Maps to the Stars regia di David Cronenberg

Drammatico
recensione di Francesco Ruzzier & Alessandra P.

Benjamin è un bambino prodigio, star di una serie di film comici per tutta la famiglia che si atteggia ad adulto e possiede tutte le nevrosi e l'arroganza del navigato performer. La sua famiglia è formata da un padre psicologo dai metodi poco ortodossi e da una madre anch'essa attrice ma con poca fortuna, figlia a sua volta di una nota stella del cinema che forse dovrà interpretare nel film biografico a lei dedicato. Nelle loro vite arriva una ragazza con il volto sfregiato da un'ustione, determinata a lavorare come assistente di Carrie Fisher e innamorata di un'autista che sogna di fare l'attore. Assieme alla ragazza però arrivano anche strane visioni.

Francesco Ruzzier (voto 9):

Con Maps to the Stars, presentato in concorso alla 67° edizione del Festival di Cannes, David Cronenberg continua ad adottare, come in gran parte delle sue ultime opere, un approccio psicanalitico, utilizzato questa volta per mappare le ossessioni del firmamento hollywoodiano. Robert Pattinson, promosso ad autista dopo Cosmopolis, viene ingaggiato da Mia Wasikowska per un tour tra le ville delle star, mentre un'attrice sulla via del declino (Julianne Moore) racconta i propri dilemmi al suo terapista (John Cusack) e un baby-divo (Evan Bird) discute con la madre-agente (Olivia Williams) su come ottenere il massimo dei ricavi dal prossimo contratto. Il film parte utilizzando un tono leggero, quasi da commedia, riuscendo così a presentare l'aspetto esteriore dei personaggi e le strategie opportuniste con cui essi si rapportano tra loro in modo leggero ed efficace. Poco dopo il regista canadese vira su atmosfere inquietanti, quasi lynchiane, mettendo in scena in maniera diretta il manifestarsi delle ossessioni, degli incubi e delle fobie dei protagonisti. Ben presto si scopre infatti che Cronenberg, per raccontare la sua inquietante visione di Hollywood, volendo mostrare ciò che si trova al di sotto della superficie, ha scelto la via del ghost movie, perchè, secondo il regista, sono diverse tipologie di fantasmi a perseguitare i personaggi che ha messo in scena.

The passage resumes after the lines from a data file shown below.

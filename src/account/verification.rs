//! Email verification: token issuance and the UNVERIFIED -> VERIFIED transition.
//!
//! A verification token is an HS256 JWT bound to one account and an expiry.
//! Only its SHA-256 digest is kept on the account row, and [`VerificationRecord::redeem`]
//! is the single place the transition is allowed to happen.

use chrono::Utc;
use jsonwebtoken::{Algorithm, DecodingKey, EncodingKey, Header, Validation, decode, encode};
use serde::{Deserialize, Serialize};
use sha2::{Digest, Sha256};
use thiserror::Error;
use uuid::Uuid;

use super::role::Role;

pub const VERIFICATION_PURPOSE: &str = "email_verification";

#[derive(Debug, Clone, Copy, PartialEq, Eq)]
pub enum VerificationState {
    Unverified,
    Verified,
}

impl VerificationState {
    pub fn from_flag(verified: bool) -> Self {
        if verified {
            VerificationState::Verified
        } else {
            VerificationState::Unverified
        }
    }

    pub fn is_verified(self) -> bool {
        self == VerificationState::Verified
    }
}

/// Why a presented token was refused. Only ever logged; callers see one
/// undifferentiated "invalid or expired token".
#[derive(Debug, Clone, Copy, PartialEq, Eq, Error)]
pub enum TokenRejection {
    #[error("token could not be decoded or its signature is invalid")]
    Malformed,
    #[error("token has expired")]
    Expired,
    #[error("token was issued for a different account")]
    WrongAccount,
    #[error("token does not match the stored token")]
    Mismatch,
    #[error("no token is pending for this account")]
    NotPending,
    #[error("account is already verified")]
    AlreadyVerified,
}

#[derive(Debug, Clone, Serialize, Deserialize)]
pub struct VerificationClaims {
    pub sub: Uuid,
    pub purpose: String,
    pub jti: Uuid,
    pub iat: i64,
    pub exp: i64,
}

/// A freshly issued token together with the digest to persist.
#[derive(Debug, Clone)]
pub struct IssuedToken {
    pub token: String,
    pub digest: String,
}

pub fn token_digest(token: &str) -> String {
    format!("{:x}", Sha256::digest(token.as_bytes()))
}

pub fn issue_verification_token(
    account_id: Uuid,
    secret: &str,
    ttl: std::time::Duration,
) -> Result<IssuedToken, jsonwebtoken::errors::Error> {
    let now = Utc::now();
    let claims = VerificationClaims {
        sub: account_id,
        purpose: VERIFICATION_PURPOSE.to_string(),
        jti: Uuid::new_v4(),
        iat: now.timestamp(),
        exp: crate::utils::expiry_after(now, ttl).timestamp(),
    };

    let token = encode(
        &Header::new(Algorithm::HS256),
        &claims,
        &EncodingKey::from_secret(secret.as_bytes()),
    )?;

    Ok(IssuedToken {
        digest: token_digest(&token),
        token,
    })
}

/// Check the signature and shape of a token. Expiry is left to
/// [`VerificationRecord::redeem`] so it is judged against a single clock.
pub fn decode_verification_token(
    token: &str,
    secret: &str,
) -> Result<VerificationClaims, TokenRejection> {
    let mut validation = Validation::new(Algorithm::HS256);
    validation.validate_exp = false;
    validation.required_spec_claims.clear();

    let claims = decode::<VerificationClaims>(
        token,
        &DecodingKey::from_secret(secret.as_bytes()),
        &validation,
    )
    .map_err(|e| {
        tracing::debug!("verification token rejected by decoder: {}", e);
        TokenRejection::Malformed
    })?
    .claims;

    if claims.purpose != VERIFICATION_PURPOSE {
        return Err(TokenRejection::Malformed);
    }
    Ok(claims)
}

/// The verification-relevant slice of an account.
#[derive(Debug, Clone, PartialEq, Eq)]
pub struct VerificationRecord {
    pub account_id: Uuid,
    pub role: Role,
    pub state: VerificationState,
    pub token_digest: Option<String>,
}

impl VerificationRecord {
    /// Fire the UNVERIFIED -> VERIFIED transition.
    ///
    /// On success the stored token is cleared, the state becomes `Verified`
    /// and an `Anonymous` account is promoted to `Authenticated`. On failure
    /// the record is left untouched.
    pub fn redeem(
        &mut self,
        presented: &str,
        claims: &VerificationClaims,
        now: i64,
    ) -> Result<Role, TokenRejection> {
        if self.state.is_verified() || self.role == Role::Authenticated {
            return Err(TokenRejection::AlreadyVerified);
        }
        if claims.sub != self.account_id {
            return Err(TokenRejection::WrongAccount);
        }
        if claims.exp <= now {
            return Err(TokenRejection::Expired);
        }
        match &self.token_digest {
            None => return Err(TokenRejection::NotPending),
            Some(stored) if *stored != token_digest(presented) => {
                return Err(TokenRejection::Mismatch);
            }
            Some(_) => {}
        }

        self.token_digest = None;
        self.state = VerificationState::Verified;
        if self.role == Role::Anonymous {
            self.role = Role::Authenticated;
        }
        Ok(self.role)
    }
}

Tutti, in Maps to the Stars, sono profondamente ancorati ad un passato che ritorna ossessivamente e ciclicamente e, soprattutto, tutti questi fantasmi sono strettamente legati a problemi familiari: ci sono figli che ritornano dal passato, genitori mancanti, figli rifiutati e dipendenza dai figli, molestie sessuali, confronti generazionali e perfino rapporti incestuosi. Nel film i problemi riguardano quasi sempre l'assenza di una posizione salda e rassicurante; nessuno possiede delle certezze su cui costruire la propria quotidianità, tutti sono sempre in bilico, temono il confronto e hanno costantemente il terrore di essere rimpiazzati. Tutti vivono in uno stato di perpetua follia dal quale sembra non esserci nessuna via d'uscita.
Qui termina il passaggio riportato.